Collected data entries
******

use doudizhu_core::{Card, DealError, Deck, Rank, RngState, BOTTOM_SIZE, DECK_SIZE, HAND_SIZE};
use std::collections::HashSet;

#[test]
fn standard54_is_the_full_identity_set() {
    let deck = Deck::standard54();
    assert_eq!(deck.cards.len(), DECK_SIZE);
    let distinct: HashSet<Card> = deck.cards.iter().copied().collect();
    assert_eq!(distinct.len(), DECK_SIZE);
    let jokers = deck
        .cards
        .iter()
        .filter(|card| card.rank.is_joker())
        .count();
    assert_eq!(jokers, 2);
}

#[test]
fn shuffle_is_reproducible_per_seed() {
    let mut a = Deck::standard54();
    let mut b = Deck::standard54();
    a.shuffle(&mut RngState::from_seed(7));
    b.shuffle(&mut RngState::from_seed(7));
    assert_eq!(a.cards, b.cards);

    let mut c = Deck::standard54();
    c.shuffle(&mut RngState::from_seed(8));
    assert_ne!(a.cards, c.cards);
}

#[test]
fn shuffle_keeps_every_card() {
    let mut deck = Deck::standard54();
    deck.shuffle(&mut RngState::from_seed(42));
    let distinct: HashSet<Card> = deck.cards.iter().copied().collect();
    assert_eq!(distinct.len(), DECK_SIZE);
}

#[test]
fn deal_partitions_without_loss_for_any_seed() {
    for seed in [0, 1, 2, 99, 0xDEAD_BEEF] {
        let mut deck = Deck::standard54();
        deck.shuffle(&mut RngState::from_seed(seed));
        let dealt = deck.deal().unwrap();
        let mut union: Vec<Card> = Vec::new();
        for hand in &dealt.hands {
            assert_eq!(hand.len(), HAND_SIZE, "seed {seed}");
            union.extend_from_slice(hand);
        }
        assert_eq!(dealt.bottom.len(), BOTTOM_SIZE, "seed {seed}");
        union.extend_from_slice(&dealt.bottom);
        let distinct: HashSet<Card> = union.iter().copied().collect();
        assert_eq!(union.len(), DECK_SIZE);
        assert_eq!(distinct.len(), DECK_SIZE, "seed {seed}");
    }
}

#[test]
fn dealt_hands_come_back_rank_sorted() {
    let mut deck = Deck::standard54();
    deck.shuffle(&mut RngState::from_seed(3));
    let dealt = deck.deal().unwrap();
    for hand in &dealt.hands {
        assert!(hand
            .windows(2)
            .all(|w| w[0].rank.value() <= w[1].rank.value()));
    }
}

#[test]
fn deal_requires_exactly_54_cards() {
    let mut deck = Deck::standard54();
    deck.cards.pop();
    assert_eq!(deck.deal().unwrap_err(), DealError::WrongDeckSize(53));
}

#[test]
fn joker_ordering_tops_the_numeric_ranks() {
    assert!(Rank::LittleJoker < Rank::BigJoker);
    assert!(Rank::Two < Rank::LittleJoker);
    assert!(Rank::Ace < Rank::Two);
    assert!(Rank::Three < Rank::Ace);
}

******

Identify each line in the entries with the word "iter" and copy it.

    let distinct: HashSet<Card> = deck.cards.iter().copied().collect();
        .iter()
    let distinct: HashSet<Card> = deck.cards.iter().copied().collect();
        let distinct: HashSet<Card> = union.iter().copied().collect();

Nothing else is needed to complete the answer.